---------- PROVIDED RECORDS ----------
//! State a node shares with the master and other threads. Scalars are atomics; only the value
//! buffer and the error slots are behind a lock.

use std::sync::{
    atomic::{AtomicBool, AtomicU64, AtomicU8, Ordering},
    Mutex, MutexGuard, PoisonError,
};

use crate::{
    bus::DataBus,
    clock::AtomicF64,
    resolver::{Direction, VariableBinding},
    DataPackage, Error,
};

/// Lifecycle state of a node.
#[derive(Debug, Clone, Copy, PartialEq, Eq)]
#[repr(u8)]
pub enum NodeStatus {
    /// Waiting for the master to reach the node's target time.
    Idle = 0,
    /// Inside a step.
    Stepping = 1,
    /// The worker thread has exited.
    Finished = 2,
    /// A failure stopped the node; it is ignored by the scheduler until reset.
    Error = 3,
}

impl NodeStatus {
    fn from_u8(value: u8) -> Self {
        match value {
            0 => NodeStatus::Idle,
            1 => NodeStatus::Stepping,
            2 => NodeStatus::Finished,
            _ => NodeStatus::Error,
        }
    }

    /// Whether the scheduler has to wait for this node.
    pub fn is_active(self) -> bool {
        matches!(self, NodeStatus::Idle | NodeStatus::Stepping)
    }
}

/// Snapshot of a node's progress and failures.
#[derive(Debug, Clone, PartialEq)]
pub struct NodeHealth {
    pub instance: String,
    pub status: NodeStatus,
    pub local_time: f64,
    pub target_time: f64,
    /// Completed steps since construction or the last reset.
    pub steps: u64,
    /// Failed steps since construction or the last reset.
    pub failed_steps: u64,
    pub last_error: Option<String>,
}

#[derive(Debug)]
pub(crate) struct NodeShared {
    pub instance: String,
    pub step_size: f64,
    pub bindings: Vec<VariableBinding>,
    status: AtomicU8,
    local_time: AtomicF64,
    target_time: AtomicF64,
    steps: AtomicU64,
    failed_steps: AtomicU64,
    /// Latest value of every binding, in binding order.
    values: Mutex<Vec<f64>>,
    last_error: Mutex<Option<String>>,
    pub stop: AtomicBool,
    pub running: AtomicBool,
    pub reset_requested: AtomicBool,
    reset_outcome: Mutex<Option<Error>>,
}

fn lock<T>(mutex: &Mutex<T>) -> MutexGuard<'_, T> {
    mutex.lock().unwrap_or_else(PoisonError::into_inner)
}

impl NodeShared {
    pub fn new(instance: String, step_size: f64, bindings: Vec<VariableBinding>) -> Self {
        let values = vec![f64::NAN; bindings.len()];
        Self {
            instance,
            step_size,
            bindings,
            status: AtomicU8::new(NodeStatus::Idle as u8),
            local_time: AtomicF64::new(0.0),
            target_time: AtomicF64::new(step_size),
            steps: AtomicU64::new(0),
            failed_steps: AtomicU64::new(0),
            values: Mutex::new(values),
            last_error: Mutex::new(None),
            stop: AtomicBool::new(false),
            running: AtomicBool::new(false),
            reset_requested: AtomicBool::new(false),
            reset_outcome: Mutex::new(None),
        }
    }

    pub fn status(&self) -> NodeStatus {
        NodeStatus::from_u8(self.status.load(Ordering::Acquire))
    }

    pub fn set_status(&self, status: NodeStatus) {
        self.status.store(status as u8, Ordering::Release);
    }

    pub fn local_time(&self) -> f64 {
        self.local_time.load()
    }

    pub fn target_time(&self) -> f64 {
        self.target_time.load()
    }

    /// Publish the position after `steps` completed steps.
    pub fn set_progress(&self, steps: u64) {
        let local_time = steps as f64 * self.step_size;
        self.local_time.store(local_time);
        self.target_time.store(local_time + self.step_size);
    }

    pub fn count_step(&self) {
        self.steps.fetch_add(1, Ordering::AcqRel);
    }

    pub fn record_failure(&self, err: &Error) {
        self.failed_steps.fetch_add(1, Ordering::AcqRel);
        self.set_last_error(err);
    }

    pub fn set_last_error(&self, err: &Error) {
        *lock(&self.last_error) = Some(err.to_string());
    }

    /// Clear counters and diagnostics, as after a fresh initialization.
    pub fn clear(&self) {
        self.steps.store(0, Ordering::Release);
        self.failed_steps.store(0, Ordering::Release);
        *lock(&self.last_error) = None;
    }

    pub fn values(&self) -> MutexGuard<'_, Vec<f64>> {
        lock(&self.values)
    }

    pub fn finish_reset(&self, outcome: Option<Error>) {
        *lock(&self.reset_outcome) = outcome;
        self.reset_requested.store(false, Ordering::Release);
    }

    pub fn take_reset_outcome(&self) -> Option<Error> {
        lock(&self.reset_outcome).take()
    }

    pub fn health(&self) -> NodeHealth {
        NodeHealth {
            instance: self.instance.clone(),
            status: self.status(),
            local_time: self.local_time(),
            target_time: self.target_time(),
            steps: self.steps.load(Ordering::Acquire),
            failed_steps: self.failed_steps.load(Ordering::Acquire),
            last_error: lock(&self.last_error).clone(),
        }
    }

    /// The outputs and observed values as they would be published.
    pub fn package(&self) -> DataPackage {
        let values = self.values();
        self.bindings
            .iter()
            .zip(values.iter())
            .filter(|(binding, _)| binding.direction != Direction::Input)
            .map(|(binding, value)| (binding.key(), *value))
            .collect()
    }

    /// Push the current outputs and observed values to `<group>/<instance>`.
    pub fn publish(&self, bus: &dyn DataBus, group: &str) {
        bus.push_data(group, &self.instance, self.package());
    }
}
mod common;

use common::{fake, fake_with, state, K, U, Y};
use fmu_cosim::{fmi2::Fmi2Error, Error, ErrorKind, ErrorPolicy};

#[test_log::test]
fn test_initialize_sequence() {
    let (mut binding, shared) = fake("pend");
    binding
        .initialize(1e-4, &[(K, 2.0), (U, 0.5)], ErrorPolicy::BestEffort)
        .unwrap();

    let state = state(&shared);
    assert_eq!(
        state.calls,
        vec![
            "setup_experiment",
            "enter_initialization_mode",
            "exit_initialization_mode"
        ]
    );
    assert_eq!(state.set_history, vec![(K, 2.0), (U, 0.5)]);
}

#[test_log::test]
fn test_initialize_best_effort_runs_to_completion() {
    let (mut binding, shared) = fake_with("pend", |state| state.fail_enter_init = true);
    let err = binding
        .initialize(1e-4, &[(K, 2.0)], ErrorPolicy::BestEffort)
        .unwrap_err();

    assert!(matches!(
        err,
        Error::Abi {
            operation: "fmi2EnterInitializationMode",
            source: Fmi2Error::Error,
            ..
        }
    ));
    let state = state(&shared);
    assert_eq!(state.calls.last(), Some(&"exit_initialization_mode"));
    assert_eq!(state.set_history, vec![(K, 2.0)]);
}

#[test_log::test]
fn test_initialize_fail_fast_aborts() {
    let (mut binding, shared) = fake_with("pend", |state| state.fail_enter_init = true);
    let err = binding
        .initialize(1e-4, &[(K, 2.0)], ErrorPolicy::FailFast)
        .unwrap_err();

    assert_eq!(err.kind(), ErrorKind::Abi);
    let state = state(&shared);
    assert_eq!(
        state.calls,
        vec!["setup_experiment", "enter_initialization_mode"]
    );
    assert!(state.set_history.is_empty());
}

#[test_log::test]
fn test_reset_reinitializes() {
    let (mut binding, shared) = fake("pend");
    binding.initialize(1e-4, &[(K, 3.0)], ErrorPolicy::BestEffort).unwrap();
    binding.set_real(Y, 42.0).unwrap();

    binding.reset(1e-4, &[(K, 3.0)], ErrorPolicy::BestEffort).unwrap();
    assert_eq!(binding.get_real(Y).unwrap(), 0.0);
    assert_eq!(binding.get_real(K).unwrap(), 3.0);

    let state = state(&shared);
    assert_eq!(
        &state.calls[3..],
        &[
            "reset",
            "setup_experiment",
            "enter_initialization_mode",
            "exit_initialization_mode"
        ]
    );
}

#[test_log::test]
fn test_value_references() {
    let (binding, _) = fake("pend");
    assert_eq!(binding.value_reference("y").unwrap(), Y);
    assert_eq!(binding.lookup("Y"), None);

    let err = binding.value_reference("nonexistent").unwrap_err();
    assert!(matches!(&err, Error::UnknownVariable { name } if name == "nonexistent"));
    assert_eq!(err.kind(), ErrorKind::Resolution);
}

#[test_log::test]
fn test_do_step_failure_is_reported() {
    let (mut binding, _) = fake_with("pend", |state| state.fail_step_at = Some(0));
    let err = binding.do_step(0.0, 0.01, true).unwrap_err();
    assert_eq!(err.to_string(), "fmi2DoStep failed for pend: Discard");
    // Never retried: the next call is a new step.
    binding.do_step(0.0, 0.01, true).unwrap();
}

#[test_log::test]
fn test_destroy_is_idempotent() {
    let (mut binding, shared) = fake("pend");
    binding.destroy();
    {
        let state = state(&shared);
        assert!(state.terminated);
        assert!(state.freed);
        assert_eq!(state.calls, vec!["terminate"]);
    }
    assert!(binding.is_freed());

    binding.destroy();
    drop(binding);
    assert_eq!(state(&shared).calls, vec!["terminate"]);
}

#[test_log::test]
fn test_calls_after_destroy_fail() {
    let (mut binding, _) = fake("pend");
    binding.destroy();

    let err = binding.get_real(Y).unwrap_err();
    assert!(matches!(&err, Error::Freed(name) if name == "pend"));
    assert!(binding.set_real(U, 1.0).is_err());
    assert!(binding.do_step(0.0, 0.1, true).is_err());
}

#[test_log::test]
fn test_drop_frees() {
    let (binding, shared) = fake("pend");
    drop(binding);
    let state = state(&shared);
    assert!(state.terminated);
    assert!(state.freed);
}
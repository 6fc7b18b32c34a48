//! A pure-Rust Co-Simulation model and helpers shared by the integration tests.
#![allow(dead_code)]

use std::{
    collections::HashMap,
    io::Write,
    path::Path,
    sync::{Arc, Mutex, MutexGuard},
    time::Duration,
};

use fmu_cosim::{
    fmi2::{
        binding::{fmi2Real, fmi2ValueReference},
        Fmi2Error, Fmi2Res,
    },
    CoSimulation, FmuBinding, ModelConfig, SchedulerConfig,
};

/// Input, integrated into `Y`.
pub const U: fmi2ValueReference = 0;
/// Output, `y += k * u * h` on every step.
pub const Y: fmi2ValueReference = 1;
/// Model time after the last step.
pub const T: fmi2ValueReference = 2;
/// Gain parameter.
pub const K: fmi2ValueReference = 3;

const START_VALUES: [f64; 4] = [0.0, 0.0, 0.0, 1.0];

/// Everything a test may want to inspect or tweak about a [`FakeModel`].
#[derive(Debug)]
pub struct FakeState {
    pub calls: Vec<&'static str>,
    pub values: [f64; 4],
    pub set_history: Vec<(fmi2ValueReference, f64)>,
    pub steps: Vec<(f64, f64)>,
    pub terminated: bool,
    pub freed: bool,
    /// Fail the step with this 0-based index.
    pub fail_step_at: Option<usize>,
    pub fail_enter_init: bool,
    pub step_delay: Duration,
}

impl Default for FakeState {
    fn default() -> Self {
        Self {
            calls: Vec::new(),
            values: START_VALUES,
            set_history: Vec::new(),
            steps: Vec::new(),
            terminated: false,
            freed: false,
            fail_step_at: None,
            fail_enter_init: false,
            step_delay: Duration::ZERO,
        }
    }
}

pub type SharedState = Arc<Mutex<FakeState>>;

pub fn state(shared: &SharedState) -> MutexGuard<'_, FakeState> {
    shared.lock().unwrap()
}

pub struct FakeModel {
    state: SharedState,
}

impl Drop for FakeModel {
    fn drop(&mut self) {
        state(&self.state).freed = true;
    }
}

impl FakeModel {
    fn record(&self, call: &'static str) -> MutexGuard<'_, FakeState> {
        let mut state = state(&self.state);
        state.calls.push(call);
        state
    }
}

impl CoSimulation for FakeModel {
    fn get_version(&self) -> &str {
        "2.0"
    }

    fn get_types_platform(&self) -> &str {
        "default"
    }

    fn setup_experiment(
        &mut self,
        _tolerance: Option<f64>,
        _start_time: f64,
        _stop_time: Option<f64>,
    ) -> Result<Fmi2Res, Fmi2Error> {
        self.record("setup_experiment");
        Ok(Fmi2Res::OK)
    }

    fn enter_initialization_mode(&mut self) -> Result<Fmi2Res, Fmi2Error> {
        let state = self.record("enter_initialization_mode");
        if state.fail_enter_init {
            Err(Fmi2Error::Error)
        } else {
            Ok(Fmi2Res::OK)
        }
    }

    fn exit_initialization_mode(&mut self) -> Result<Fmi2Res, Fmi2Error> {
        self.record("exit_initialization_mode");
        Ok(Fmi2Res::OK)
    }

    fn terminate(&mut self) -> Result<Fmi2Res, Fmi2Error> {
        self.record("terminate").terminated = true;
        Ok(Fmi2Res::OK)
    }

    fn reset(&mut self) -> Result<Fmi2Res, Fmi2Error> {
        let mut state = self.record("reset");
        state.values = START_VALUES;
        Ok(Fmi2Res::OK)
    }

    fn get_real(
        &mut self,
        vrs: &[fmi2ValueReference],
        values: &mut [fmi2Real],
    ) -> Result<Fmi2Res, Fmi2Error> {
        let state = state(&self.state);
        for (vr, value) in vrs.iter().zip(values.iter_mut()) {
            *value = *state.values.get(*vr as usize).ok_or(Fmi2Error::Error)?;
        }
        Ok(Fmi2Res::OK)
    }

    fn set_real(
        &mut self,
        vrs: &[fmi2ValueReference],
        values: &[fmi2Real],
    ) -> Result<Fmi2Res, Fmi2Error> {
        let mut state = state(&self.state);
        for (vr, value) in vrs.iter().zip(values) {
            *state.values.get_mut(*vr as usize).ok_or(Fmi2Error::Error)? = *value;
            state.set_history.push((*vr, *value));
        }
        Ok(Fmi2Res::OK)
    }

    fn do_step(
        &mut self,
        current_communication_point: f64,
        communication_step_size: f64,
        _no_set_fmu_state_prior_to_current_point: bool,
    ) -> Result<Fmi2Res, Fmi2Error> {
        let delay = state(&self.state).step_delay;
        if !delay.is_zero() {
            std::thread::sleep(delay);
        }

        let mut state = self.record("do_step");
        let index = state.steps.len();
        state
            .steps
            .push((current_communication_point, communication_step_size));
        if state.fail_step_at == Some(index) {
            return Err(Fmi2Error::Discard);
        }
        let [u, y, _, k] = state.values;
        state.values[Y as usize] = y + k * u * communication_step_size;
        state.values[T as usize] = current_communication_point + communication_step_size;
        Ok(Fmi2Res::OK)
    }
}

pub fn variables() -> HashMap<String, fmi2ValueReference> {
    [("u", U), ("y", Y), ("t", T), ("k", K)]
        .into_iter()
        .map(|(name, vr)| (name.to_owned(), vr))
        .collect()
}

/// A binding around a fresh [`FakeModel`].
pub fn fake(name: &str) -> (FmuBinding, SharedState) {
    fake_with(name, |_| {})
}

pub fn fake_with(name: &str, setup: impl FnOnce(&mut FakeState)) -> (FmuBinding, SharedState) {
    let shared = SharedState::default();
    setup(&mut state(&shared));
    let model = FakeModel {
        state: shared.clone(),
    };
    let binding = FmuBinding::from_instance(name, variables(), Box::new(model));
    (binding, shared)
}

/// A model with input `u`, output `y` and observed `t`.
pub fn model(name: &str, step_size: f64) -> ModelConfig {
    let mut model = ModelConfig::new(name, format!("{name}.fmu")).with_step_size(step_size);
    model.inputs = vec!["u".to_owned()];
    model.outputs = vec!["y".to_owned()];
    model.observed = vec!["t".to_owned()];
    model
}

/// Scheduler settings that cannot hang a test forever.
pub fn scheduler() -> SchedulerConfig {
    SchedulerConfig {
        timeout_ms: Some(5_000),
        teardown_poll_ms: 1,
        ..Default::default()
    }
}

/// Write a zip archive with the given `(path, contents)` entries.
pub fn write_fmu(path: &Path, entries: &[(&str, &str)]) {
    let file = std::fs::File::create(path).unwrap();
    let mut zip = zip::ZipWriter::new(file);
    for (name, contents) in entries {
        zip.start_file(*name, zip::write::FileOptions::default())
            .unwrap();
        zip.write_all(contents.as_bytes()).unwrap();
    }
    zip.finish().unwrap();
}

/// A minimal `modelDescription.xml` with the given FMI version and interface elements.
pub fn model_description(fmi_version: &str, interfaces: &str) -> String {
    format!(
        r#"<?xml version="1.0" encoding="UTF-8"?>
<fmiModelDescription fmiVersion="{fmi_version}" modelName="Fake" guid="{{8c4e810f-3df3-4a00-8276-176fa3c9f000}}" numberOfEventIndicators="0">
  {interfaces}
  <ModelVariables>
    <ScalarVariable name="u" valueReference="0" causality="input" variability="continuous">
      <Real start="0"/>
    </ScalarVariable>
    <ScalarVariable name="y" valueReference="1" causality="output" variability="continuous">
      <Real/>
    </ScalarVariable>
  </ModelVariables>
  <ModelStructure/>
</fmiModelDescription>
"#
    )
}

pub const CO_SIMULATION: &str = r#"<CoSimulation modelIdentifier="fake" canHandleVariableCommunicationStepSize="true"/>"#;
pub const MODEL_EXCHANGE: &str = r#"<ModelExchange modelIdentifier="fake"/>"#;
----------
TASK ITEM = Copy range, inclusive: the line holding "fn from_u8(value: u8)" to the line holding "for this node.". Reproduce exactly those lines of the records above and no others.

ANSWER BELOW =
    fn from_u8(value: u8) -> Self {
        match value {
            0 => NodeStatus::Idle,
            1 => NodeStatus::Stepping,
            2 => NodeStatus::Finished,
            _ => NodeStatus::Error,
        }
    }

    /// Whether the scheduler has to wait for this node.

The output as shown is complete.